Start of Block

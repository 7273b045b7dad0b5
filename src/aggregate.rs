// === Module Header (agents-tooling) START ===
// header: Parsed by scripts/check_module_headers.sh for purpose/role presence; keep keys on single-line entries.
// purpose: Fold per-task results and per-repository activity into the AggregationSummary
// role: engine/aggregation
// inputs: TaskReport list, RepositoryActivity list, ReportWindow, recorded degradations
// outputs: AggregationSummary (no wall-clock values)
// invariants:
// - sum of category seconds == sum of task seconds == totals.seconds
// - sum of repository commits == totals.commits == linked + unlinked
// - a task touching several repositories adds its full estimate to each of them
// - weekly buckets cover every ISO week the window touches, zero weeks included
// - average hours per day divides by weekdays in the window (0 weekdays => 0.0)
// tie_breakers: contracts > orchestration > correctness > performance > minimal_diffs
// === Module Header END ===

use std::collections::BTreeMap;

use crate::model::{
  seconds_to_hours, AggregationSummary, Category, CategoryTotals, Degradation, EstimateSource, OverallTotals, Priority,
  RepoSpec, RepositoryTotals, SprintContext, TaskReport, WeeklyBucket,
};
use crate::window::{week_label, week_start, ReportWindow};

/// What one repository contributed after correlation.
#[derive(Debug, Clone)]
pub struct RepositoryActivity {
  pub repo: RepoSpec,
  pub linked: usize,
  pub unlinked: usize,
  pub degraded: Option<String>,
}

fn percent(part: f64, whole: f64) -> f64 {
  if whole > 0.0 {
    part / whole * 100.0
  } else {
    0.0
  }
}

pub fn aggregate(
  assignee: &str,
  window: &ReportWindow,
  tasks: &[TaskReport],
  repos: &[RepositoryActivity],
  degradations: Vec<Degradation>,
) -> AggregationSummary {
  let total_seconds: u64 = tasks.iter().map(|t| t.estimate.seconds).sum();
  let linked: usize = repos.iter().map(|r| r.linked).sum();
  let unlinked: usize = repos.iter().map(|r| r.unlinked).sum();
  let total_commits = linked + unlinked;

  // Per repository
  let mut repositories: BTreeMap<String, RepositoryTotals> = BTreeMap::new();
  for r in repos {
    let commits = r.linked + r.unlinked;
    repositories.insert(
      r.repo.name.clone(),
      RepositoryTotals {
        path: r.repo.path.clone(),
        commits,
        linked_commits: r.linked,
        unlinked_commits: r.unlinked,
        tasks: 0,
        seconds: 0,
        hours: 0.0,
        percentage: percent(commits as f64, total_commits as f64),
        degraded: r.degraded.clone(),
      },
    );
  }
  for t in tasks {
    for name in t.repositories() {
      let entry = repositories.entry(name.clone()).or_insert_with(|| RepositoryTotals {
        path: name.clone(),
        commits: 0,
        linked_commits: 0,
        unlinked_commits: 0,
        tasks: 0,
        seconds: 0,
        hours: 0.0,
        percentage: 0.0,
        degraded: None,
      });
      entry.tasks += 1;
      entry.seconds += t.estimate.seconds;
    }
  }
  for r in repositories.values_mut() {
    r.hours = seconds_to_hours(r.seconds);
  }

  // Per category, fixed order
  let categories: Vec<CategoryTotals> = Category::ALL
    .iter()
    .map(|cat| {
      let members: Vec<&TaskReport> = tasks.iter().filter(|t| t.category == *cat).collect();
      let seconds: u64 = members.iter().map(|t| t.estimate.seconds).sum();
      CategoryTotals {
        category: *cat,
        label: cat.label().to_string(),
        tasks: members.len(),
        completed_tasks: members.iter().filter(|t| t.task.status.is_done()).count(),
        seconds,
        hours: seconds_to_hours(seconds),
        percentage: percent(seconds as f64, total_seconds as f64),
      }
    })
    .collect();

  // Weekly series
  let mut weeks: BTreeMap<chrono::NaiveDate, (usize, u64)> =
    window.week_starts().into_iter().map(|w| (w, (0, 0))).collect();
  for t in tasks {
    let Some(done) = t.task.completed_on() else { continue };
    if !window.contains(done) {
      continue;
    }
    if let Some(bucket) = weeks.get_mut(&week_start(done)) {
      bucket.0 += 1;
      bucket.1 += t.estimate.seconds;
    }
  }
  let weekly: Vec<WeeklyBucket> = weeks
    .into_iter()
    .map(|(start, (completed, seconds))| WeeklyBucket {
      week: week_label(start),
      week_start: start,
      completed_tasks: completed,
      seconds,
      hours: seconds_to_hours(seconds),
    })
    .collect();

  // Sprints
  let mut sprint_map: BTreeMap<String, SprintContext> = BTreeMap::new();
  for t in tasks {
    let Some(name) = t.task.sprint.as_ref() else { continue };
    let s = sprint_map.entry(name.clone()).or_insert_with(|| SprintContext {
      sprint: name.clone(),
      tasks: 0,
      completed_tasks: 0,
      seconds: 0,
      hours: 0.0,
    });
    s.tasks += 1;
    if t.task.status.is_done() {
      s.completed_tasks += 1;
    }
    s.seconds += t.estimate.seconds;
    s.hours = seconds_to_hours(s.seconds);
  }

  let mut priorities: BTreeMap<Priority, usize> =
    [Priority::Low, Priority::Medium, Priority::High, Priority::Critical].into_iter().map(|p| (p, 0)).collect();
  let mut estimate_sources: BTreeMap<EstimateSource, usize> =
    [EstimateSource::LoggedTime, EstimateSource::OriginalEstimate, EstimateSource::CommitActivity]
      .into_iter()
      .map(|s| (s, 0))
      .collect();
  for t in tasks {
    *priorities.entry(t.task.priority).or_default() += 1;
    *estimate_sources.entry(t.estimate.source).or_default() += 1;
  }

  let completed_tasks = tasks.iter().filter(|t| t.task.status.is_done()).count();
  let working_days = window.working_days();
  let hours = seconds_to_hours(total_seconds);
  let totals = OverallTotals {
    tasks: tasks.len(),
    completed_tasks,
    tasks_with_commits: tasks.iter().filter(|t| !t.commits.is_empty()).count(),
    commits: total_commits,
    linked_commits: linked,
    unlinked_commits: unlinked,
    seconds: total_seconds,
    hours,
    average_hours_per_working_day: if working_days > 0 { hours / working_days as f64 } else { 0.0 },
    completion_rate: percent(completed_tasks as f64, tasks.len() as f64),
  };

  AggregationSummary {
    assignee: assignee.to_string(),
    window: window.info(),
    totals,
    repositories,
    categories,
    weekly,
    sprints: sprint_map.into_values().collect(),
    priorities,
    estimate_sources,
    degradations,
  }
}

End of Block
Start of Block

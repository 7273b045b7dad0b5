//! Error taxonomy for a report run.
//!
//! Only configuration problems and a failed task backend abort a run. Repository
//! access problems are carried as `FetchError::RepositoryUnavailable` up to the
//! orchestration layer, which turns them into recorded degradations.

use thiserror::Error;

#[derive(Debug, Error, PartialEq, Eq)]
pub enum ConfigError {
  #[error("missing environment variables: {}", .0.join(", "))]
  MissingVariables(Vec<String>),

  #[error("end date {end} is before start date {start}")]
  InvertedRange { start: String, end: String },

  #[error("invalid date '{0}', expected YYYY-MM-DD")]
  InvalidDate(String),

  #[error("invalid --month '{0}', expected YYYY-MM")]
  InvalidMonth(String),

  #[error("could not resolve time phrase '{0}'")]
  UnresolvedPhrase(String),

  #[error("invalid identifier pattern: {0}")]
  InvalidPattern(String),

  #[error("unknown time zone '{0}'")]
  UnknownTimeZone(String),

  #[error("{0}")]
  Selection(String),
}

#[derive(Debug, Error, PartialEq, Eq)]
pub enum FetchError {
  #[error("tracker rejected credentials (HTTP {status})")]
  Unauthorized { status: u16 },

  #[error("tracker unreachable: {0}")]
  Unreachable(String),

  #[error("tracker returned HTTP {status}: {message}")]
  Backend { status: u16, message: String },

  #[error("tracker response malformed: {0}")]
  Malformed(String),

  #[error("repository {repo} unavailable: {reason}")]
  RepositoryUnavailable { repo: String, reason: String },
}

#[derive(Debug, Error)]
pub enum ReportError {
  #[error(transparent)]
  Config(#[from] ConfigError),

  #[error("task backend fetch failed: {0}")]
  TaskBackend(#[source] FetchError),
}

End of Block

Across the entries, tally every line that contains the word "RepoSpec" and report the sum by itself.

2